> _What to do_
Extract all of the entries and set them down verbatim.

Records provided section start

impl PoolState {
    /// Whether `page_id` was allocated and not deleted, resident or not.
    fn is_known(&self, page_id: PageId) -> bool {
        page_id < self.next_page_id && !self.deleted.contains(&page_id)
    }
}

/// Manages a fixed pool of frames caching pages of a [`PageStore`].
///
/// # Architecture
/// ```text
/// ┌───────────────────────────────────────────────────────────────┐
/// │                     BufferPoolManager                         │
/// │  ┌──────────── Mutex<PoolState> ─────────────┐                │
/// │  │ page_table  free_list  replacer  next_id  │                │
/// │  └───────────────────────────────────────────┘                │
/// │  ┌───────────────────────────────────┐   ┌────────────────┐   │
/// │  │        frames: Vec<Frame>         │   │ DiskScheduler  │──▶ PageStore
/// │  │  [Frame0] [Frame1] [Frame2] ...   │   │ (worker thread)│   │
/// │  └───────────────────────────────────┘   └────────────────┘   │
/// └───────────────────────────────────────────────────────────────┘
/// ```
///
/// # Thread Safety
/// Every operation runs under one pool-wide lock, including the disk
/// round trips for write-back, loads and flushes. I/O latency therefore
/// serializes all pool traffic; this keeps eviction atomic.
///
/// Page bytes are behind each frame's own `RwLock`, which guards hold for
/// their lifetime. A fetch takes the frame lock only after releasing the
/// pool lock, so waiting for a busy page never blocks the pool.
///
/// A thread must not hold a guard on a page while acquiring a second guard
/// on the same page if either of them is a write guard: it would wait on
/// itself.
///
/// # Usage
/// ```
/// use pagepool::buffer::BufferPoolManager;
/// use pagepool::common::config::BufferPoolConfig;
/// use pagepool::storage::MemoryPageStore;
///
/// let bpm = BufferPoolManager::new(BufferPoolConfig::new(4, 2), MemoryPageStore::new()).unwrap();
///
/// let page_id = {
///     let mut guard = bpm.new_page().unwrap();
///     guard.as_mut_slice()[0] = 0xAB;
///     guard.page_id()
/// }; // write-through, unpin
///
/// let guard = bpm.fetch_page_read(page_id).unwrap();
/// assert_eq!(guard.as_slice()[0], 0xAB);
/// ```
pub struct BufferPoolManager {
    /// Fixed pool of frames allocated at startup.
    frames: Vec<Frame>,

    state: Mutex<PoolState>,

    scheduler: DiskScheduler,

    stats: BufferPoolStats,

    pool_size: usize,
}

Records provided section end

> _Output for this task_
impl PoolState {
    /// Whether `page_id` was allocated and not deleted, resident or not.
    fn is_known(&self, page_id: PageId) -> bool {
        page_id < self.next_page_id && !self.deleted.contains(&page_id)
    }
}

/// Manages a fixed pool of frames caching pages of a [`PageStore`].
///
/// # Architecture
/// ```text
/// ┌───────────────────────────────────────────────────────────────┐
/// │                     BufferPoolManager                         │
/// │  ┌──────────── Mutex<PoolState> ─────────────┐                │
/// │  │ page_table  free_list  replacer  next_id  │                │
/// │  └───────────────────────────────────────────┘                │
/// │  ┌───────────────────────────────────┐   ┌────────────────┐   │
/// │  │        frames: Vec<Frame>         │   │ DiskScheduler  │──▶ PageStore
/// │  │  [Frame0] [Frame1] [Frame2] ...   │   │ (worker thread)│   │
/// │  └───────────────────────────────────┘   └────────────────┘   │
/// └───────────────────────────────────────────────────────────────┘
/// ```
///
/// # Thread Safety
/// Every operation runs under one pool-wide lock, including the disk
/// round trips for write-back, loads and flushes. I/O latency therefore
/// serializes all pool traffic; this keeps eviction atomic.
///
/// Page bytes are behind each frame's own `RwLock`, which guards hold for
/// their lifetime. A fetch takes the frame lock only after releasing the
/// pool lock, so waiting for a busy page never blocks the pool.
///
/// A thread must not hold a guard on a page while acquiring a second guard
/// on the same page if either of them is a write guard: it would wait on
/// itself.
///
/// # Usage
/// ```
/// use pagepool::buffer::BufferPoolManager;
/// use pagepool::common::config::BufferPoolConfig;
/// use pagepool::storage::MemoryPageStore;
///
/// let bpm = BufferPoolManager::new(BufferPoolConfig::new(4, 2), MemoryPageStore::new()).unwrap();
///
/// let page_id = {
///     let mut guard = bpm.new_page().unwrap();
///     guard.as_mut_slice()[0] = 0xAB;
///     guard.page_id()
/// }; // write-through, unpin
///
/// let guard = bpm.fetch_page_read(page_id).unwrap();
/// assert_eq!(guard.as_slice()[0], 0xAB);
/// ```
pub struct BufferPoolManager {
    /// Fixed pool of frames allocated at startup.
    frames: Vec<Frame>,

    state: Mutex<PoolState>,

    scheduler: DiskScheduler,

    stats: BufferPoolStats,

    pool_size: usize,
}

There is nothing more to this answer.